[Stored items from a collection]
[Start of Attachment]
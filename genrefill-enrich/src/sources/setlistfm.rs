//! Setlist.fm source
//!
//! Setlist.fm artist URLs embed the artist UUID, so the search page is scanned
//! for an artist link carrying the known identifier and that page's tag-like
//! elements are read.

use crate::models::{ArtistRecord, MAX_GENRES};
use crate::services::html::{absolute_url, collect_classed_texts, selector};
use crate::services::http::fetch_text;
use crate::types::{GenreSource, LookupFailure, LookupResult, SourceLabel};
use async_trait::async_trait;
use once_cell::sync::Lazy;
use regex::Regex;
use reqwest::Client;
use scraper::Html;
use tracing::debug;

const SETLISTFM_ORIGIN: &str = "https://www.setlist.fm";

/// Search result links inspected
const LINKS_INSPECTED: usize = 10;

static TAG_CLASS: Lazy<Regex> =
    Lazy::new(|| Regex::new(r"(?i)tag|genre|label").expect("static regex"));

const IGNORED_LABELS: &[&str] = &["tag", "tags", "genre", "genres"];

fn compact_id(id: &str) -> String {
    id.to_lowercase().replace('-', "")
}

/// Artist page links from a search page whose href carries the identifier
pub fn find_artist_links(html: &str, setlistfm_id: &str) -> Result<Vec<String>, LookupFailure> {
    let wanted = compact_id(setlistfm_id);
    if wanted.is_empty() {
        return Ok(Vec::new());
    }

    let document = Html::parse_document(html);
    let links = selector("a[href]")?;

    Ok(document
        .select(&links)
        .filter_map(|a| a.value().attr("href"))
        .filter(|href| href.to_lowercase().contains("/artist/"))
        .take(LINKS_INSPECTED)
        .filter(|href| compact_id(href).contains(&wanted))
        .map(|href| absolute_url(SETLISTFM_ORIGIN, href))
        .collect())
}

/// Tag-like labels on an artist page, at most five
pub fn artist_page_tags(html: &str) -> Result<Vec<String>, LookupFailure> {
    let mut tags = collect_classed_texts(html, "a, span", &TAG_CLASS, IGNORED_LABELS)?;
    tags.truncate(MAX_GENRES);
    Ok(tags)
}

/// Setlist.fm lookup by the artist's Setlist.fm identifier
pub struct SetlistFmById {
    http: Client,
}

impl SetlistFmById {
    pub fn new(http: Client) -> Self {
        Self { http }
    }
}

#[async_trait]
impl GenreSource for SetlistFmById {
    fn label(&self) -> SourceLabel {
        SourceLabel::SetlistFmId
    }

    async fn lookup(&self, artist: &ArtistRecord) -> LookupResult {
        let setlistfm_id = artist
            .external_id("setlistfm")
            .ok_or(LookupFailure::NotApplicable("no Setlist.fm ID"))?;
        if artist.name.trim().is_empty() {
            return Err(LookupFailure::NotApplicable("no artist name"));
        }

        debug!(setlistfm_id = %setlistfm_id, artist = %artist.name, "Searching Setlist.fm");
        let search = fetch_text(
            self.http
                .get(format!("{}/search", SETLISTFM_ORIGIN))
                .query(&[("query", artist.name.as_str()), ("type", "artist")]),
        )
        .await?;

        let links = find_artist_links(&search, setlistfm_id)?;
        if links.is_empty() {
            return Err(LookupFailure::NoMatch);
        }

        let mut last_failure = LookupFailure::Empty;
        for url in links {
            match fetch_text(self.http.get(&url)).await {
                Ok(page) => {
                    let tags = artist_page_tags(&page)?;
                    if !tags.is_empty() {
                        return Ok(tags);
                    }
                }
                Err(failure) => {
                    debug!(url = %url, %failure, "Setlist.fm artist page failed");
                    last_failure = failure;
                }
            }
        }

        Err(last_failure)
    }
}
//! MusicBrainz API source
//!
//! Artist tags, ranked by vote count, stand in for genres. Lookup by MBID is
//! a single request; name search fetches the tag list of each candidate in
//! turn until one has usable tags.
//!
//! # API Reference
//! - Lookup: `GET https://musicbrainz.org/ws/2/artist/{mbid}?inc=tags&fmt=json`
//! - Search: `GET https://musicbrainz.org/ws/2/artist/?query=...&limit=5&fmt=json`
//! - Rate Limit: 1 request/second (as per MusicBrainz Terms of Service)

use crate::models::{ArtistRecord, MAX_GENRES};
use crate::services::http::fetch_json;
use crate::services::name_matcher::musicbrainz_queries;
use crate::types::{GenreSource, LookupFailure, LookupResult, SourceLabel};
use async_trait::async_trait;
use reqwest::Client;
use serde::Deserialize;
use std::sync::Arc;
use std::time::Duration;
use tokio::sync::Mutex;
use tokio::time::{sleep, Instant};
use tracing::debug;

const MUSICBRAINZ_API_URL: &str = "https://musicbrainz.org/ws/2";

/// Rate limit: 1 request per second (MusicBrainz TOS)
const RATE_LIMIT_INTERVAL: Duration = Duration::from_millis(1000);

/// Candidates requested per search
const SEARCH_LIMIT: &str = "5";

/// MusicBrainz artist with tags
#[derive(Debug, Clone, Default, Deserialize)]
pub struct MbArtist {
    #[serde(default)]
    pub id: String,
    #[serde(default)]
    pub tags: Vec<MbTag>,
}

/// MusicBrainz folksonomy tag
#[derive(Debug, Clone, Deserialize)]
pub struct MbTag {
    pub name: String,
    #[serde(default)]
    pub count: i64,
}

#[derive(Debug, Default, Deserialize)]
struct MbSearchResponse {
    #[serde(default)]
    artists: Vec<MbSearchHit>,
}

#[derive(Debug, Deserialize)]
struct MbSearchHit {
    id: Option<String>,
}

/// Tags ordered by vote count (highest first), first five, positive counts only
pub fn top_tags(tags: &[MbTag]) -> Vec<String> {
    let mut sorted: Vec<&MbTag> = tags.iter().collect();
    sorted.sort_by(|a, b| b.count.cmp(&a.count));
    sorted
        .into_iter()
        .take(MAX_GENRES)
        .filter(|tag| tag.count > 0)
        .map(|tag| tag.name.clone())
        .collect()
}

/// Rate limiter enforcing a minimum interval between requests
struct RateLimiter {
    last_request: Mutex<Option<Instant>>,
    min_interval: Duration,
}

impl RateLimiter {
    fn new(min_interval: Duration) -> Self {
        Self {
            last_request: Mutex::new(None),
            min_interval,
        }
    }

    /// Wait if necessary to comply with rate limit
    async fn wait(&self) {
        let mut last = self.last_request.lock().await;

        if let Some(last_time) = *last {
            let elapsed = last_time.elapsed();
            if elapsed < self.min_interval {
                let wait_time = self.min_interval - elapsed;
                debug!(
                    sleep_ms = wait_time.as_millis(),
                    "Rate limiting: sleeping before MusicBrainz request"
                );
                sleep(wait_time).await;
            }
        }

        *last = Some(Instant::now());
    }
}

/// MusicBrainz API client
pub struct MusicBrainzClient {
    http: Client,
    rate_limiter: RateLimiter,
}

impl MusicBrainzClient {
    pub fn new(http: Client) -> Self {
        Self {
            http,
            rate_limiter: RateLimiter::new(RATE_LIMIT_INTERVAL),
        }
    }

    /// Ranked tags of an artist by MBID
    pub async fn artist_tags(&self, mbid: &str) -> LookupResult {
        self.rate_limiter.wait().await;

        let url = format!("{}/artist/{}", MUSICBRAINZ_API_URL, urlencoding::encode(mbid));
        debug!(mbid = %mbid, "Querying MusicBrainz artist");

        let artist: MbArtist = fetch_json(
            self.http
                .get(&url)
                .query(&[("inc", "tags"), ("fmt", "json")]),
        )
        .await?;

        let tags = top_tags(&artist.tags);
        if tags.is_empty() {
            return Err(LookupFailure::Empty);
        }
        Ok(tags)
    }

    /// MBIDs of search candidates for a query
    async fn search(&self, query: &str) -> Result<Vec<String>, LookupFailure> {
        self.rate_limiter.wait().await;

        let url = format!("{}/artist/", MUSICBRAINZ_API_URL);
        debug!(query = %query, "Searching MusicBrainz");

        let response: MbSearchResponse = fetch_json(self.http.get(&url).query(&[
            ("query", query),
            ("limit", SEARCH_LIMIT),
            ("fmt", "json"),
        ]))
        .await?;

        Ok(response
            .artists
            .into_iter()
            .filter_map(|hit| hit.id)
            .filter(|id| !id.is_empty())
            .collect())
    }

    /// Ranked tags of the first search candidate that has any
    pub async fn search_tags(&self, name: &str) -> LookupResult {
        let mut last_failure = LookupFailure::NoMatch;

        for query in musicbrainz_queries(name) {
            let candidates = match self.search(&query).await {
                Ok(candidates) => candidates,
                Err(failure) => {
                    debug!(query = %query, %failure, "MusicBrainz search failed");
                    last_failure = failure;
                    continue;
                }
            };

            for mbid in candidates {
                match self.artist_tags(&mbid).await {
                    Ok(tags) => return Ok(tags),
                    Err(failure) => last_failure = failure,
                }
            }
        }

        Err(last_failure)
    }
}

/// MusicBrainz lookup by the artist's MBID
pub struct MusicBrainzById {
    client: Arc<MusicBrainzClient>,
}

impl MusicBrainzById {
    pub fn new(client: Arc<MusicBrainzClient>) -> Self {
        Self { client }
    }
}

#[async_trait]
impl GenreSource for MusicBrainzById {
    fn label(&self) -> SourceLabel {
        SourceLabel::MusicBrainzId
    }

    async fn lookup(&self, artist: &ArtistRecord) -> LookupResult {
        let mbid = artist
            .external_id("musicbrainz")
            .ok_or(LookupFailure::NotApplicable("no MusicBrainz ID"))?;
        self.client.artist_tags(mbid).await
    }
}

/// MusicBrainz search by artist name
pub struct MusicBrainzSearch {
    client: Arc<MusicBrainzClient>,
}

impl MusicBrainzSearch {
    pub fn new(client: Arc<MusicBrainzClient>) -> Self {
        Self { client }
    }
}

#[async_trait]
impl GenreSource for MusicBrainzSearch {
    fn label(&self) -> SourceLabel {
        SourceLabel::MusicBrainz
    }

    async fn lookup(&self, artist: &ArtistRecord) -> LookupResult {
        self.client.search_tags(&artist.name).await
    }
}

#[cfg(test)]
mod tests {
    use super::*;

    #[test]
    fn test_top_tags_ranks_by_count() {
        let artist: MbArtist = serde_json::from_str(
            r#"{
                "id": "a74b1b7f-71a5-4011-9441-d0b5e4122711",
                "tags": [
                    {"name": "rock", "count": 3},
                    {"name": "alternative rock", "count": 11},
                    {"name": "british", "count": 7},
                    {"name": "misc", "count": 0}
                ]
            }"#,
        )
        .unwrap();

        assert_eq!(
            top_tags(&artist.tags),
            vec!["alternative rock".to_string(), "british".to_string(), "rock".to_string()]
        );
    }

    #[test]
    fn test_top_tags_takes_five_before_dropping_zero_counts() {
        let tags: Vec<MbTag> = (0..7)
            .map(|i| MbTag {
                name: format!("tag{}", i),
                count: 7 - i,
            })
            .collect();
        assert_eq!(top_tags(&tags).len(), 5);

        let none_voted = vec![MbTag { name: "x".into(), count: 0 }];
        assert!(top_tags(&none_voted).is_empty());
    }

    #[test]
    fn test_artist_without_tags_parses() {
        let artist: MbArtist = serde_json::from_str(r#"{"id": "x"}"#).unwrap();
        assert!(artist.tags.is_empty());
    }

    #[test]
    fn test_search_response_ids() {
        let response: MbSearchResponse = serde_json::from_str(
            r#"{"artists": [{"id": "one", "score": 100}, {"score": 90}]}"#,
        )
        .unwrap();
        let ids: Vec<String> = response.artists.into_iter().filter_map(|h| h.id).collect();
        assert_eq!(ids, vec!["one".to_string()]);
    }

    #[tokio::test]
    async fn test_rate_limiter_timing() {
        let limiter = RateLimiter::new(Duration::from_millis(200));

        let start = Instant::now();
        limiter.wait().await;
        let first_elapsed = start.elapsed();
        limiter.wait().await;
        let second_elapsed = start.elapsed();

        assert!(first_elapsed < Duration::from_millis(100));
        assert!(second_elapsed >= Duration::from_millis(180));
    }
}
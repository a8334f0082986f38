//! Genre sources
//!
//! Each source implements [`GenreSource`]. [`standard_sources`] builds them in
//! the order they are consulted: identifier lookups first, then name searches,
//! then page scrapes.

pub mod allmusic;
pub mod dice;
pub mod lastfm;
pub mod musicbrainz;
pub mod setlistfm;
pub mod spotify;
pub mod wikipedia;

pub use allmusic::AllMusicSource;
pub use dice::DiceById;
pub use lastfm::LastFmSource;
pub use musicbrainz::{MusicBrainzById, MusicBrainzClient, MusicBrainzSearch};
pub use setlistfm::SetlistFmById;
pub use spotify::{request_token, SpotifyById, SpotifyClient, SpotifySearch};
pub use wikipedia::WikipediaSource;

use crate::config::EnrichConfig;
use crate::services::HttpClients;
use crate::types::GenreSource;
use std::sync::Arc;

/// All sources in consultation order
///
/// `spotify_token` is the app token obtained at startup; without it both
/// Spotify sources report themselves not applicable.
pub fn standard_sources(
    config: &EnrichConfig,
    clients: &HttpClients,
    spotify_token: Option<String>,
) -> Vec<Box<dyn GenreSource>> {
    let spotify = Arc::new(SpotifyClient::new(clients.api.clone(), spotify_token));
    let musicbrainz = Arc::new(MusicBrainzClient::new(clients.musicbrainz.clone()));

    vec![
        Box::new(SpotifyById::new(spotify.clone())),
        Box::new(MusicBrainzById::new(musicbrainz.clone())),
        Box::new(SetlistFmById::new(clients.browser.clone())),
        Box::new(DiceById::new(clients.browser.clone())),
        Box::new(SpotifySearch::new(spotify)),
        Box::new(LastFmSource::new(
            clients.api.clone(),
            config.lastfm_api_key.clone(),
        )),
        Box::new(MusicBrainzSearch::new(musicbrainz)),
        Box::new(AllMusicSource::new(clients.browser.clone())),
        Box::new(WikipediaSource::new(clients.browser.clone())),
    ]
}
//! SQL update script

use crate::models::GenreResult;
use genrefill_common::Result;

/// Escape a value for a single-quoted SQL string literal
pub fn sql_quote(value: &str) -> String {
    value.replace('\'', "''")
}

/// One UPDATE per artist inside a single transaction
pub fn render_sql(results: &[GenreResult], table: &str) -> Result<String> {
    let mut lines = vec![
        "-- SQL UPDATE statements for artists without genres".to_string(),
        format!("-- Generated automatically - {} artists", results.len()),
        String::new(),
        "BEGIN;".to_string(),
        String::new(),
    ];

    for result in results {
        lines.push(format!(
            "UPDATE {} SET genres = '{}'::jsonb WHERE id = '{}';",
            table,
            sql_quote(&result.genres_json()?),
            sql_quote(&result.artist_id)
        ));
    }

    lines.push(String::new());
    lines.push("COMMIT;".to_string());

    Ok(lines.join("\n"))
}

#[cfg(test)]
mod tests {
    use super::*;
    use crate::models::ArtistRecord;
    use crate::types::SourceLabel;
    use std::collections::BTreeMap;

    fn update_statements(sql: &str) -> usize {
        sql.lines().filter(|l| l.starts_with("UPDATE ")).count()
    }

    #[test]
    fn test_render_sql_wraps_updates_in_transaction() {
        let found = GenreResult::found(
            &ArtistRecord::new("id-1", "Sinéad O'Connor", BTreeMap::new(), 2),
            vec!["Celtic".to_string(), "Rock 'n' roll".to_string()],
            SourceLabel::Spotify,
        );
        let missing = GenreResult::placeholder(&ArtistRecord::new("id'2", "Nobody", BTreeMap::new(), 3));

        let sql = render_sql(&[found, missing], "artists").unwrap();
        let lines: Vec<&str> = sql.lines().collect();

        assert_eq!(lines[1], "-- Generated automatically - 2 artists");
        assert_eq!(lines[3], "BEGIN;");
        assert_eq!(
            lines[5],
            r#"UPDATE artists SET genres = '["Celtic","Rock ''n'' roll"]'::jsonb WHERE id = 'id-1';"#
        );
        assert_eq!(
            lines[6],
            r#"UPDATE artists SET genres = '["small artist"]'::jsonb WHERE id = 'id''2';"#
        );
        assert_eq!(*lines.last().unwrap(), "COMMIT;");
        assert_eq!(update_statements(&sql), 2);
    }

    #[test]
    fn test_render_sql_uses_configured_table() {
        let sql = render_sql(&[], "catalog.artists").unwrap();
        assert!(sql.contains("BEGIN;"));
        assert_eq!(update_statements(&sql), 0);

        let result = GenreResult::placeholder(&ArtistRecord::new("x", "X", BTreeMap::new(), 2));
        let sql = render_sql(&[result], "catalog.artists").unwrap();
        assert!(sql.contains("UPDATE catalog.artists SET"));
    }
}
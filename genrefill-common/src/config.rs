//! Configuration loading and credential resolution
//!
//! Configuration comes from an optional TOML file. Credentials may also be
//! supplied through environment variables, which take priority over the file.

use crate::{Error, Result};
use serde::{Deserialize, Serialize};
use std::path::{Path, PathBuf};
use tracing::{debug, info};

/// Environment variable holding the Spotify client ID
pub const ENV_SPOTIFY_CLIENT_ID: &str = "GENREFILL_SPOTIFY_CLIENT_ID";
/// Environment variable holding the Spotify client secret
pub const ENV_SPOTIFY_CLIENT_SECRET: &str = "GENREFILL_SPOTIFY_CLIENT_SECRET";
/// Environment variable holding the Last.fm API key
pub const ENV_LASTFM_API_KEY: &str = "GENREFILL_LASTFM_API_KEY";

/// Top-level TOML configuration
#[derive(Debug, Clone, Default, Serialize, Deserialize, PartialEq)]
#[serde(default)]
pub struct TomlConfig {
    pub logging: LoggingConfig,
    pub spotify: SpotifyConfig,
    pub lastfm: LastFmConfig,
    pub output: OutputConfig,
    pub pacing: PacingConfig,
    pub http: HttpConfig,
}

/// Logging configuration
#[derive(Debug, Clone, Serialize, Deserialize, PartialEq)]
#[serde(default)]
pub struct LoggingConfig {
    /// Default filter directive when RUST_LOG is unset (e.g. "info", "debug")
    pub level: String,
}

impl Default for LoggingConfig {
    fn default() -> Self {
        Self {
            level: "info".to_string(),
        }
    }
}

/// Spotify client-credentials pair
#[derive(Debug, Clone, Default, Serialize, Deserialize, PartialEq)]
#[serde(default)]
pub struct SpotifyConfig {
    pub client_id: Option<String>,
    pub client_secret: Option<String>,
}

/// Last.fm API settings
#[derive(Debug, Clone, Default, Serialize, Deserialize, PartialEq)]
#[serde(default)]
pub struct LastFmConfig {
    pub api_key: Option<String>,
}

/// SQL output settings
#[derive(Debug, Clone, Serialize, Deserialize, PartialEq)]
#[serde(default)]
pub struct OutputConfig {
    /// Table targeted by the generated UPDATE statements
    pub table: String,
}

impl Default for OutputConfig {
    fn default() -> Self {
        Self {
            table: "artists".to_string(),
        }
    }
}

/// Delay applied after each artist, selected by the source that answered.
/// All values in milliseconds.
///
/// Unknown keys are rejected so a misspelled delay cannot fall back to its
/// default unnoticed.
#[derive(Debug, Clone, Serialize, Deserialize, PartialEq)]
#[serde(default, deny_unknown_fields)]
pub struct PacingConfig {
    pub spotify_ms: u64,
    pub lastfm_ms: u64,
    pub musicbrainz_ms: u64,
    pub scrape_ms: u64,
    pub default_ms: u64,
}

impl Default for PacingConfig {
    fn default() -> Self {
        Self {
            spotify_ms: 200,
            lastfm_ms: 300,
            musicbrainz_ms: 1100,
            scrape_ms: 1000,
            default_ms: 100,
        }
    }
}

impl PacingConfig {
    /// Pacing with every delay set to zero
    pub fn none() -> Self {
        Self {
            spotify_ms: 0,
            lastfm_ms: 0,
            musicbrainz_ms: 0,
            scrape_ms: 0,
            default_ms: 0,
        }
    }
}

/// HTTP client settings shared by every source
#[derive(Debug, Clone, Serialize, Deserialize, PartialEq)]
#[serde(default)]
pub struct HttpConfig {
    /// User-Agent sent to JSON APIs (MusicBrainz requires a descriptive one)
    pub user_agent: String,
    /// User-Agent sent when fetching HTML pages
    pub browser_user_agent: String,
    /// Per-request deadline for Spotify, Last.fm and scraped pages
    pub api_timeout_secs: u64,
    /// Per-request deadline for MusicBrainz
    pub musicbrainz_timeout_secs: u64,
}

impl Default for HttpConfig {
    fn default() -> Self {
        Self {
            user_agent: format!("GenreFiller/{}", env!("CARGO_PKG_VERSION")),
            browser_user_agent:
                "Mozilla/5.0 (Macintosh; Intel Mac OS X 10_15_7) AppleWebKit/537.36".to_string(),
            api_timeout_secs: 10,
            musicbrainz_timeout_secs: 15,
        }
    }
}

/// Default configuration file location: `<config_dir>/genrefill/config.toml`
pub fn default_config_path() -> Option<PathBuf> {
    dirs::config_dir().map(|d| d.join("genrefill").join("config.toml"))
}

/// Load configuration
///
/// An explicit path must exist. Without one, the default location is tried and
/// a missing file yields the default configuration.
pub fn load_toml_config(explicit: Option<&Path>) -> Result<TomlConfig> {
    let path = match explicit {
        Some(path) => {
            if !path.exists() {
                return Err(Error::NotFound(format!(
                    "Config file not found: {}",
                    path.display()
                )));
            }
            path.to_path_buf()
        }
        None => match default_config_path() {
            Some(path) if path.exists() => path,
            _ => {
                debug!("No config file found, using defaults");
                return Ok(TomlConfig::default());
            }
        },
    };

    let content = std::fs::read_to_string(&path)
        .map_err(|e| Error::Config(format!("Read TOML failed: {}", e)))?;
    let config = toml::from_str(&content)
        .map_err(|e| Error::Config(format!("Parse TOML failed: {}", e)))?;

    info!("Configuration loaded from {}", path.display());
    Ok(config)
}

/// Validate a credential value (non-empty, non-whitespace)
pub fn is_valid_key(key: &str) -> bool {
    !key.trim().is_empty()
}

/// Resolve a credential
///
/// **Priority:** environment variable → TOML value. Blank values are skipped.
pub fn resolve_credential(env_var_name: &str, toml_value: Option<&str>) -> Option<String> {
    if let Ok(value) = std::env::var(env_var_name) {
        if is_valid_key(&value) {
            debug!(env = env_var_name, "Credential loaded from environment variable");
            return Some(value.trim().to_string());
        }
    }

    toml_value
        .filter(|value| is_valid_key(value))
        .map(|value| value.trim().to_string())
}

/// Expand a leading `~` to the home directory
pub fn expand_home(path: &Path) -> PathBuf {
    match path.strip_prefix("~") {
        Ok(rest) => match dirs::home_dir() {
            Some(home) => home.join(rest),
            None => path.to_path_buf(),
        },
        Err(_) => path.to_path_buf(),
    }
}

/// Default output directory (the user's home directory)
pub fn default_output_dir() -> Result<PathBuf> {
    dirs::home_dir()
        .ok_or_else(|| Error::Config("Could not determine home directory".to_string()))
}

#[cfg(test)]
mod tests {
    use super::*;

    #[test]
    fn test_blank_keys_are_invalid() {
        assert!(!is_valid_key(""));
        assert!(!is_valid_key("   "));
        assert!(is_valid_key("abc123"));
    }

    #[test]
    fn test_defaults() {
        let config = TomlConfig::default();
        assert_eq!(config.logging.level, "info");
        assert_eq!(config.output.table, "artists");
        assert_eq!(config.pacing.musicbrainz_ms, 1100);
        assert_eq!(config.http.api_timeout_secs, 10);
        assert_eq!(config.http.musicbrainz_timeout_secs, 15);
        assert!(config.spotify.client_id.is_none());
    }

    #[test]
    fn test_partial_toml_fills_defaults() {
        let config: TomlConfig = toml::from_str(
            r#"
            [lastfm]
            api_key = "lfm"

            [pacing]
            scrape_ms = 50
            "#,
        )
        .unwrap();

        assert_eq!(config.lastfm.api_key.as_deref(), Some("lfm"));
        assert_eq!(config.pacing.scrape_ms, 50);
        assert_eq!(config.pacing.spotify_ms, 200);
        assert_eq!(config.output.table, "artists");
    }

    #[test]
    fn test_expand_home_leaves_plain_paths() {
        let path = Path::new("/tmp/out");
        assert_eq!(expand_home(path), PathBuf::from("/tmp/out"));
    }

    #[test]
    fn test_expand_home_replaces_tilde() {
        if let Some(home) = dirs::home_dir() {
            assert_eq!(expand_home(Path::new("~/reports")), home.join("reports"));
            assert_eq!(expand_home(Path::new("~")), home);
        }
    }
}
[End of Attachment]
● TASK DESCRIPTION:
Note every line above where the string "MbArtist" shows up, and copy those lines.

● TASK ANSWER:
pub struct MbArtist {
        let artist: MbArtist = fetch_json(
        let artist: MbArtist = serde_json::from_str(
        let artist: MbArtist = serde_json::from_str(r#"{"id": "x"}"#).unwrap();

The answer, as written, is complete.